##### THE RECORDS #####
/// A record type with its associated, deserialised, data.
#[derive(Debug, Clone, Eq, PartialEq, Ord, PartialOrd, Hash)]
pub enum RecordTypeWithData {
    /// ```text
    ///     +--+--+--+--+--+--+--+--+--+--+--+--+--+--+--+--+
    ///     |                    ADDRESS                    |
    ///     +--+--+--+--+--+--+--+--+--+--+--+--+--+--+--+--+
    /// ```
    ///
    /// Where `ADDRESS` is a 32 bit Internet address.
    A { address: Ipv4Addr },

    /// ```text
    ///     +--+--+--+--+--+--+--+--+--+--+--+--+--+--+--+--+
    ///     /                   NSDNAME                     /
    ///     /                                               /
    ///     +--+--+--+--+--+--+--+--+--+--+--+--+--+--+--+--+
    /// ```
    ///
    /// Where `NSDNAME` is a domain name which specifies a host which
    /// should be authoritative for the specified class and domain.
    NS { nsdname: DomainName },

    /// ```text
    ///     +--+--+--+--+--+--+--+--+--+--+--+--+--+--+--+--+
    ///     /                   MADNAME                     /
    ///     /                                               /
    ///     +--+--+--+--+--+--+--+--+--+--+--+--+--+--+--+--+
    /// ```
    ///
    /// Where `MADNAME` is a domain name which specifies a host which
    /// has a mail agent for the domain which should be able to
    /// deliver mail for the domain.
    MD { madname: DomainName },

    /// ```text
    ///     +--+--+--+--+--+--+--+--+--+--+--+--+--+--+--+--+
    ///     /                   MADNAME                     /
    ///     /                                               /
    ///     +--+--+--+--+--+--+--+--+--+--+--+--+--+--+--+--+
    /// ```
    ///
    /// Where `MADNAME` is a domain name which specifies a host which
    /// has a mail agent for the domain which will accept mail for
    /// forwarding to the domain.
    MF { madname: DomainName },

    /// ```text
    ///     +--+--+--+--+--+--+--+--+--+--+--+--+--+--+--+--+
    ///     /                     CNAME                     /
    ///     /                                               /
    ///     +--+--+--+--+--+--+--+--+--+--+--+--+--+--+--+--+
    /// ```
    ///
    /// Where `CNAME` is a domain name which specifies the canonical
    /// or primary name for the owner.  The owner name is an alias.
    CNAME { cname: DomainName },

    /// ```text
    ///     +--+--+--+--+--+--+--+--+--+--+--+--+--+--+--+--+
    ///     /                     MNAME                     /
    ///     /                                               /
    ///     +--+--+--+--+--+--+--+--+--+--+--+--+--+--+--+--+
    ///     /                     RNAME                     /
    ///     +--+--+--+--+--+--+--+--+--+--+--+--+--+--+--+--+
    ///     |                    SERIAL                     |
    ///     |                                               |
    ///     +--+--+--+--+--+--+--+--+--+--+--+--+--+--+--+--+
    ///     |                    REFRESH                    |
    ///     |                                               |
    ///     +--+--+--+--+--+--+--+--+--+--+--+--+--+--+--+--+
    ///     |                     RETRY                     |
    ///     |                                               |
    ///     +--+--+--+--+--+--+--+--+--+--+--+--+--+--+--+--+
    ///     |                    EXPIRE                     |
    ///     |                                               |
    ///     +--+--+--+--+--+--+--+--+--+--+--+--+--+--+--+--+
    ///     |                    MINIMUM                    |
    ///     |                                               |
    ///     +--+--+--+--+--+--+--+--+--+--+--+--+--+--+--+--+
    /// ```
    ///
    /// Where `MNAME` is the domain name of the name server that was
    /// the original or primary source of data for this zone.
    ///
    /// Where `RNAME` is a domain name which specifies the mailbox of
    /// the person responsible for this zone.
    ///
    /// Where `SERIAL` is the unsigned 32 bit version number of the
    /// original copy of the zone.  Zone transfers preserve this
    /// value.  This value wraps and should be compared using sequence
    /// space arithmetic.
    ///
    /// Where `REFRESH` is a 32 bit time interval before the zone
    /// should be refreshed.
    ///
    /// Where `RETRY` is a 32 bit time interval that should elapse
    /// before a failed refresh should be retried.
    ///
    /// Where `EXPIRE` is a 32 bit time value that specifies an upper
    /// limit on the time interval that can elapse before the zone is
    /// no longer authoritative.
    ///
    /// Where `MINIMUM` is the unsigned 32 bit minimum TTL field that
    /// should be exported with any RR from this zone.
    ///
    /// All times are in units of seconds.
    SOA {
        mname: DomainName,
        rname: DomainName,
        serial: u32,
        refresh: u32,
        retry: u32,
        expire: u32,
        minimum: u32,
    },

    /// ```text
    ///     +--+--+--+--+--+--+--+--+--+--+--+--+--+--+--+--+
    ///     /                   MADNAME                     /
    ///     /                                               /
    ///     +--+--+--+--+--+--+--+--+--+--+--+--+--+--+--+--+
    /// ```
    ///
    /// Where `MADNAME` is a domain name which specifies a host which
    /// has the specified mailbox.
    MB { madname: DomainName },

    /// ```text
    ///     +--+--+--+--+--+--+--+--+--+--+--+--+--+--+--+--+
    ///     /                   MGMNAME                     /
    ///     /                                               /
    ///     +--+--+--+--+--+--+--+--+--+--+--+--+--+--+--+--+
    /// ```
    ///
    /// Where `MGMNAME` is a domain name which specifies a mailbox
    /// which is a member of the mail group specified by the domain
    /// name.
    MG { mdmname: DomainName },

    /// ```text
    ///     +--+--+--+--+--+--+--+--+--+--+--+--+--+--+--+--+
    ///     /                   NEWNAME                     /
    ///     /                                               /
    ///     +--+--+--+--+--+--+--+--+--+--+--+--+--+--+--+--+
    /// ```
    ///
    /// Where `NEWNAME` is a domain name which specifies a mailbox
    /// which is the proper rename of the specifies mailbox.
    MR { newname: DomainName },

    /// ```text
    ///     +--+--+--+--+--+--+--+--+--+--+--+--+--+--+--+--+
    ///     /                  <anything>                   /
    ///     /                                               /
    ///     +--+--+--+--+--+--+--+--+--+--+--+--+--+--+--+--+
    /// ```
    ///
    /// Anything at all may be in the RDATA field so long as it is
    /// 65535 octets or less.
    NULL { octets: Vec<u8> },

    /// This application does not interpret `WKS` records.
    WKS { octets: Vec<u8> },

    /// ```text
    ///     +--+--+--+--+--+--+--+--+--+--+--+--+--+--+--+--+
    ///     /                   PTRDNAME                    /
    ///     +--+--+--+--+--+--+--+--+--+--+--+--+--+--+--+--+
    /// ```
    ///
    /// Where `PTRDNAME` is a domain name which points to some
    /// location in the domain name space.
    PTR { ptrdname: DomainName },

    /// This application does not interpret `HINFO` records.
    HINFO { octets: Vec<u8> },

    /// ```text
    ///     +--+--+--+--+--+--+--+--+--+--+--+--+--+--+--+--+
    ///     /                    RMAILBX                    /
    ///     +--+--+--+--+--+--+--+--+--+--+--+--+--+--+--+--+
    ///     /                    EMAILBX                    /
    ///     +--+--+--+--+--+--+--+--+--+--+--+--+--+--+--+--+
    /// ```
    ///
    /// Where `RMAILBX` is a domain name which specifies a mailbox
    /// which is responsible for the mailing list or mailbox.  If this
    /// domain name names the root, the owner of the `MINFO` RR is
    /// responsible for itself.
    ///
    /// Where `EMAILBX` is a domain name which specifies a mailbox
    /// which is to receive error messages related to the mailing list
    /// or mailbox specified by the owner of the `MINFO` RR (similar
    /// to the `ERRORS-TO`: field which has been proposed).  If this
    /// domain name names the root, errors should be returned to the
    /// sender of the message.
    MINFO {
        rmailbx: DomainName,
        emailbx: DomainName,
    },

    /// ```text
    ///     +--+--+--+--+--+--+--+--+--+--+--+--+--+--+--+--+
    ///     |                  PREFERENCE                   |
    ///     +--+--+--+--+--+--+--+--+--+--+--+--+--+--+--+--+
    ///     /                   EXCHANGE                    /
    ///     /                                               /
    ///     +--+--+--+--+--+--+--+--+--+--+--+--+--+--+--+--+
    /// ```
    ///
    /// Where `PREFERENCE` is a 16 bit integer which specifies the
    /// preference given to this RR among others at the same owner.
    /// Lower values are preferred.
    ///
    /// Where `EXCHANGE` is a domain name which specifies a host
    /// willing to act as a mail exchange for the owner name.
    MX {
        preference: u16,
        exchange: DomainName,
    },

    /// ```text
    ///     +--+--+--+--+--+--+--+--+--+--+--+--+--+--+--+--+
    ///     /                   TXT-DATA                    /
    ///     +--+--+--+--+--+--+--+--+--+--+--+--+--+--+--+--+
    /// ```
    ///
    /// Where `TXT-DATA` is one or more character strings.
    TXT { octets: Vec<u8> },

    /// ```text
    ///     +--+--+--+--+--+--+--+--+--+--+--+--+--+--+--+--+
    ///     |                    ADDRESS                    |
    ///     +--+--+--+--+--+--+--+--+--+--+--+--+--+--+--+--+
    /// ```
    ///
    /// Where `ADDRESS` is a 128 bit Internet address.
    AAAA { address: Ipv6Addr },

    /// Any other record.
    Unknown {
        tag: RecordTypeUnknown,
        octets: Vec<u8>,
    },
}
#####
ACTIVITY:
Only lines containing "owner" belong in the answer; copy every such line from the records.

OUTPUT OF THE TASK:
    /// or primary name for the owner.  The owner name is an alias.
    /// domain name names the root, the owner of the `MINFO` RR is
    /// or mailbox specified by the owner of the `MINFO` RR (similar
    /// preference given to this RR among others at the same owner.
    /// willing to act as a mail exchange for the owner name.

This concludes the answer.